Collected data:
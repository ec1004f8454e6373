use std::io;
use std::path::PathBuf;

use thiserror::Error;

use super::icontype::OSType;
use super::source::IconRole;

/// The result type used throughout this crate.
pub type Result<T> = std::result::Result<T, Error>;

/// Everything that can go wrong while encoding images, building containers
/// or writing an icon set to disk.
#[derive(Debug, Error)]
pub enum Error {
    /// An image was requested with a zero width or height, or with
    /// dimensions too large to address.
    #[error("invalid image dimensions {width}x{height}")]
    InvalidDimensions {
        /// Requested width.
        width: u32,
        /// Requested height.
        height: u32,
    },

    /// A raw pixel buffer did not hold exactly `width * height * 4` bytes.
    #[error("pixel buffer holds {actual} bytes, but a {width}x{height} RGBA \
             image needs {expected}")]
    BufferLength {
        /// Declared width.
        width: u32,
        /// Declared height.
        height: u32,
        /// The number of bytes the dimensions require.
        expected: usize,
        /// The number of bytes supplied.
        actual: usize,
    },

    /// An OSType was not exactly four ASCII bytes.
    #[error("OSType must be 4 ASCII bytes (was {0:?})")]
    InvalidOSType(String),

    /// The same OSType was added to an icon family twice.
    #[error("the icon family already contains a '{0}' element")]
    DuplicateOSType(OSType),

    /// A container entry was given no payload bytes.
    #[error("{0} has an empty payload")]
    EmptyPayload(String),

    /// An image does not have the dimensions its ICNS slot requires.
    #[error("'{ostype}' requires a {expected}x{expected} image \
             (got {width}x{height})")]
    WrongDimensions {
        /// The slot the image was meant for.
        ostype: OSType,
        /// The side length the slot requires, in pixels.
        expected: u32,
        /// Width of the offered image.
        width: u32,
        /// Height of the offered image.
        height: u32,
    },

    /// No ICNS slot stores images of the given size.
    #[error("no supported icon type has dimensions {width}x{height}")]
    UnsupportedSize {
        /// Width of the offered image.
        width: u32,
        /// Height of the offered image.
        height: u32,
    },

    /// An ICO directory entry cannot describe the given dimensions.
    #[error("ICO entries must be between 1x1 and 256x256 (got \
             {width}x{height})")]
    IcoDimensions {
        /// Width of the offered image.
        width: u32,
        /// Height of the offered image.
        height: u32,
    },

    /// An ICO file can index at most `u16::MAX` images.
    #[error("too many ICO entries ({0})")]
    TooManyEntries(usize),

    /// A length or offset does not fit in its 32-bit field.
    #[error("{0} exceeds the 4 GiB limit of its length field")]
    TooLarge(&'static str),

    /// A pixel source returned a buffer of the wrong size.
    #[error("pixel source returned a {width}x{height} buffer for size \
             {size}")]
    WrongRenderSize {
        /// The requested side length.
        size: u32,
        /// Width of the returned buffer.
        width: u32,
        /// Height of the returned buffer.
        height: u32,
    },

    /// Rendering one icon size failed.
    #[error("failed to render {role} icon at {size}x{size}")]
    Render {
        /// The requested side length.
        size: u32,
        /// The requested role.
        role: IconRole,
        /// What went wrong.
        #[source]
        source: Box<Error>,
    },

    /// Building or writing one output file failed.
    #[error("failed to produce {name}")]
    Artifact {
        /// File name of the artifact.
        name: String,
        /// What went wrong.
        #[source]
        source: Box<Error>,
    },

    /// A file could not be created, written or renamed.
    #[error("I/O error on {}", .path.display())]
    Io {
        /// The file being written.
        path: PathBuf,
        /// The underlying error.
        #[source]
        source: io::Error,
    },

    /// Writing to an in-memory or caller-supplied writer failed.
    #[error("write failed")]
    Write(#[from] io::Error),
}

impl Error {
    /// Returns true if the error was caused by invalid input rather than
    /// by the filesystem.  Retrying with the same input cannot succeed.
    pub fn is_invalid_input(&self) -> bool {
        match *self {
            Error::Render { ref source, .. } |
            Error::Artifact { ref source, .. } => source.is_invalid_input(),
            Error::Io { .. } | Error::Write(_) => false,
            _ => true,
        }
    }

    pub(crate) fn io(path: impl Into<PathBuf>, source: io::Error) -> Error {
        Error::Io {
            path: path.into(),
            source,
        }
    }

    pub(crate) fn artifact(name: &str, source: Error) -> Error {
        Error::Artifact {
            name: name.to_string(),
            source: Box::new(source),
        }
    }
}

--

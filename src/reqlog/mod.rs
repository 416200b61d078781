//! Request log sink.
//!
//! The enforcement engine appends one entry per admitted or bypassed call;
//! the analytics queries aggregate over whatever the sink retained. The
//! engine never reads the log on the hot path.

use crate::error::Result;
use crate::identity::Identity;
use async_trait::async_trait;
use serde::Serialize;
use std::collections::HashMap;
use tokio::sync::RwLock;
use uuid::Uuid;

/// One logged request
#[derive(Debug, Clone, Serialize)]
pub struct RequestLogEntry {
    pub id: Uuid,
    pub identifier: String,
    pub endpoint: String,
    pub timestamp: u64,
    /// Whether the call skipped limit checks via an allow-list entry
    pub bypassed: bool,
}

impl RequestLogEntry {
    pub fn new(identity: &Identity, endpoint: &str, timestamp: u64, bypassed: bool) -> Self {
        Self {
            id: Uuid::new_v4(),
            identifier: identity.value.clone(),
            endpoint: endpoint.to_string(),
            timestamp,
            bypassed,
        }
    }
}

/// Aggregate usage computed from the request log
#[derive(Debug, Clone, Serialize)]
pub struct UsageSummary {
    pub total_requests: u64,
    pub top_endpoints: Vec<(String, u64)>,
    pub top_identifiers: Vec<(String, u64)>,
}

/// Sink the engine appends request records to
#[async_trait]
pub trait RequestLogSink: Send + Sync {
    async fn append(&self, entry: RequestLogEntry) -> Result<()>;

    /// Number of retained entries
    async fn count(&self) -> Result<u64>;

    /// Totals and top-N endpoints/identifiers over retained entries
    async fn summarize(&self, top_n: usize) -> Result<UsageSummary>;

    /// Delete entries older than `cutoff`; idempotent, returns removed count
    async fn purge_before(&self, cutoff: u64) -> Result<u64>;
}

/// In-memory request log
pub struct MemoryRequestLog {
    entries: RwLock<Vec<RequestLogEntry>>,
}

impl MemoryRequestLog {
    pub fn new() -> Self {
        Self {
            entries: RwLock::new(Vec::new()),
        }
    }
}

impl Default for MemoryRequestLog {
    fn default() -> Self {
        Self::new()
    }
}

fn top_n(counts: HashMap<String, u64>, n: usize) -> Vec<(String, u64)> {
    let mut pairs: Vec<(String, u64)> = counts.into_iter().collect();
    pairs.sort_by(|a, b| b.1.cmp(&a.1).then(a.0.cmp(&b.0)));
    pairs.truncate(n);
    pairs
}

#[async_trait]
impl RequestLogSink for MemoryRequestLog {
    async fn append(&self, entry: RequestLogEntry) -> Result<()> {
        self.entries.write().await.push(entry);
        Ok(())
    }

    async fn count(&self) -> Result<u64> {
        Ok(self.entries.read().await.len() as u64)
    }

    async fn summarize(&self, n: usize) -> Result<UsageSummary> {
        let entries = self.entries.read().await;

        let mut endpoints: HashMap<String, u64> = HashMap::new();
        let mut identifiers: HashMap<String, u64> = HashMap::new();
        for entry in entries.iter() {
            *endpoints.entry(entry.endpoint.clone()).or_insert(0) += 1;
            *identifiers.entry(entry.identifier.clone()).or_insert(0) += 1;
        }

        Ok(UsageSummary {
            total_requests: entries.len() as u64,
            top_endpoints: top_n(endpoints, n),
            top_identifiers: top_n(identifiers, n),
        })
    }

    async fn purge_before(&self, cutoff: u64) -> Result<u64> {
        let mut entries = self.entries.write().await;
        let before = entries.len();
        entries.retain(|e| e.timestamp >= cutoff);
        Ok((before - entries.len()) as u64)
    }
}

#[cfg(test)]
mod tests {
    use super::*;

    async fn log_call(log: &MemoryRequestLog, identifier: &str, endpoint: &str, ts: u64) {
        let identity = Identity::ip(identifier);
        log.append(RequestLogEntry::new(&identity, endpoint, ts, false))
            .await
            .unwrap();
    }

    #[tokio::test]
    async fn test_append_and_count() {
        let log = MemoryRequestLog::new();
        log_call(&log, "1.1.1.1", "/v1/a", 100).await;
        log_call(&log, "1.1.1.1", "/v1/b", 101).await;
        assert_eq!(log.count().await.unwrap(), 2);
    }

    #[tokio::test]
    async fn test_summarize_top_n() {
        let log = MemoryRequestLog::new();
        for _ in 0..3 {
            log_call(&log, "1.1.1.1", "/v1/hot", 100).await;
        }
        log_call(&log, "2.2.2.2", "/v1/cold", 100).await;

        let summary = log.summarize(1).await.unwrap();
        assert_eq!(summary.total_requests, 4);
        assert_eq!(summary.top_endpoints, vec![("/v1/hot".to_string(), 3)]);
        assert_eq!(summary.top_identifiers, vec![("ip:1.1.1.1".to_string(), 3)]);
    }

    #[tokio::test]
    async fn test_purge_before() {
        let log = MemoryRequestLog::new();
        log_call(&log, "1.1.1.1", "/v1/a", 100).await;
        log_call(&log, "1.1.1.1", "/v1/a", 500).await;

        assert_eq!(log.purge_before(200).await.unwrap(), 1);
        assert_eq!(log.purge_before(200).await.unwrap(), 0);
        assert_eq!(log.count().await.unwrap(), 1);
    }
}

---

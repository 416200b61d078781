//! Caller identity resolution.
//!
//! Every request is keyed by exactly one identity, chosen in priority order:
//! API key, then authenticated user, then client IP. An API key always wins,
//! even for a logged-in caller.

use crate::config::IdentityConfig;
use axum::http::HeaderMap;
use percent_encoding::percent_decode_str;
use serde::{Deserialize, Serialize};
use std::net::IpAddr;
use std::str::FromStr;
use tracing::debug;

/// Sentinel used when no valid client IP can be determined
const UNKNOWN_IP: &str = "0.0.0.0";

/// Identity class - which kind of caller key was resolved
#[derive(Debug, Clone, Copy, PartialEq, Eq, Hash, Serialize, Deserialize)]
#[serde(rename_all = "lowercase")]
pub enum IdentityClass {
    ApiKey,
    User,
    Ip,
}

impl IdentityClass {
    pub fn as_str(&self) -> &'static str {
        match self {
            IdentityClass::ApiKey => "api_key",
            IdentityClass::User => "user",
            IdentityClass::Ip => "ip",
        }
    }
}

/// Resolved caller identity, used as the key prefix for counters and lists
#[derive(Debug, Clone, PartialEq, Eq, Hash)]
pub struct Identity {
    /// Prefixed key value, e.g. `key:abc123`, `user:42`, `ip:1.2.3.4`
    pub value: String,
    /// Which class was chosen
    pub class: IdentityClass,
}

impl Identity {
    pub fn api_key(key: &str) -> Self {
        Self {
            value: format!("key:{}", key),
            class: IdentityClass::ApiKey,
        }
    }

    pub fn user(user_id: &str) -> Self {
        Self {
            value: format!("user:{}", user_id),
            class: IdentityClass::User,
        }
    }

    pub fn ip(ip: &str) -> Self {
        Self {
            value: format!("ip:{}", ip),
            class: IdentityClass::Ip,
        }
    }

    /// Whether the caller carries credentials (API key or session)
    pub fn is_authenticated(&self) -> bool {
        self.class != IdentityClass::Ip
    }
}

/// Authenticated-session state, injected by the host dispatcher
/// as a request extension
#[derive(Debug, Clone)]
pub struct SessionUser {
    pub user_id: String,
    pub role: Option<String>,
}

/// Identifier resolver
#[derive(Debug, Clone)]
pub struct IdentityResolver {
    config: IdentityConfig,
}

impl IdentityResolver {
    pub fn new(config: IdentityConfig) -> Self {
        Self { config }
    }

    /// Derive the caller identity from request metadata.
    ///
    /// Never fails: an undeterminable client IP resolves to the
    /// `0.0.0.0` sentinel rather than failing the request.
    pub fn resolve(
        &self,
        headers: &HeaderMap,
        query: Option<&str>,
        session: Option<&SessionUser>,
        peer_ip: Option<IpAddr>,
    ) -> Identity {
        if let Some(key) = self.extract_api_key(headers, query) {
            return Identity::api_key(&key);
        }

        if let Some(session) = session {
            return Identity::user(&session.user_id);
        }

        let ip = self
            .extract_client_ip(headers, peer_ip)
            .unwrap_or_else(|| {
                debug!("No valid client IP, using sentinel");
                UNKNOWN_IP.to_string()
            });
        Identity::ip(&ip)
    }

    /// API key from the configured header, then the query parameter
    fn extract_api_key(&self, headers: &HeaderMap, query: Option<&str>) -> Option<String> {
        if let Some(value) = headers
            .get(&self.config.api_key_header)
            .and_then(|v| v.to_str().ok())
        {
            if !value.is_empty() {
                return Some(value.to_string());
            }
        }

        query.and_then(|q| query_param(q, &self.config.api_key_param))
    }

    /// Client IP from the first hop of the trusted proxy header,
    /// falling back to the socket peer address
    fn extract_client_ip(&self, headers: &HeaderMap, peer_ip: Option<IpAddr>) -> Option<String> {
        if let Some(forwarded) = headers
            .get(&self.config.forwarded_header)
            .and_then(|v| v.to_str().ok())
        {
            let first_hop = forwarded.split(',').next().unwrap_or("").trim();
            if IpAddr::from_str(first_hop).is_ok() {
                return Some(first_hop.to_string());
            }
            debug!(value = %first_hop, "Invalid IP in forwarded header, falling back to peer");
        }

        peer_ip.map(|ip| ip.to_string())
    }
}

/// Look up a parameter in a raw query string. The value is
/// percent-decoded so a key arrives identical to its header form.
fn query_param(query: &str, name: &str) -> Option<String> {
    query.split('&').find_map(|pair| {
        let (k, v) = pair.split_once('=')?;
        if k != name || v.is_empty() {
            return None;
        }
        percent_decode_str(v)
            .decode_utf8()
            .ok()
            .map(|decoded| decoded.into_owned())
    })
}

Task goal: Go line by line through the records above and copy each one containing "bypassed".

Solution:
//! The enforcement engine appends one entry per admitted or bypassed call;
    pub bypassed: bool,
    pub fn new(identity: &Identity, endpoint: &str, timestamp: u64, bypassed: bool) -> Self {
            bypassed,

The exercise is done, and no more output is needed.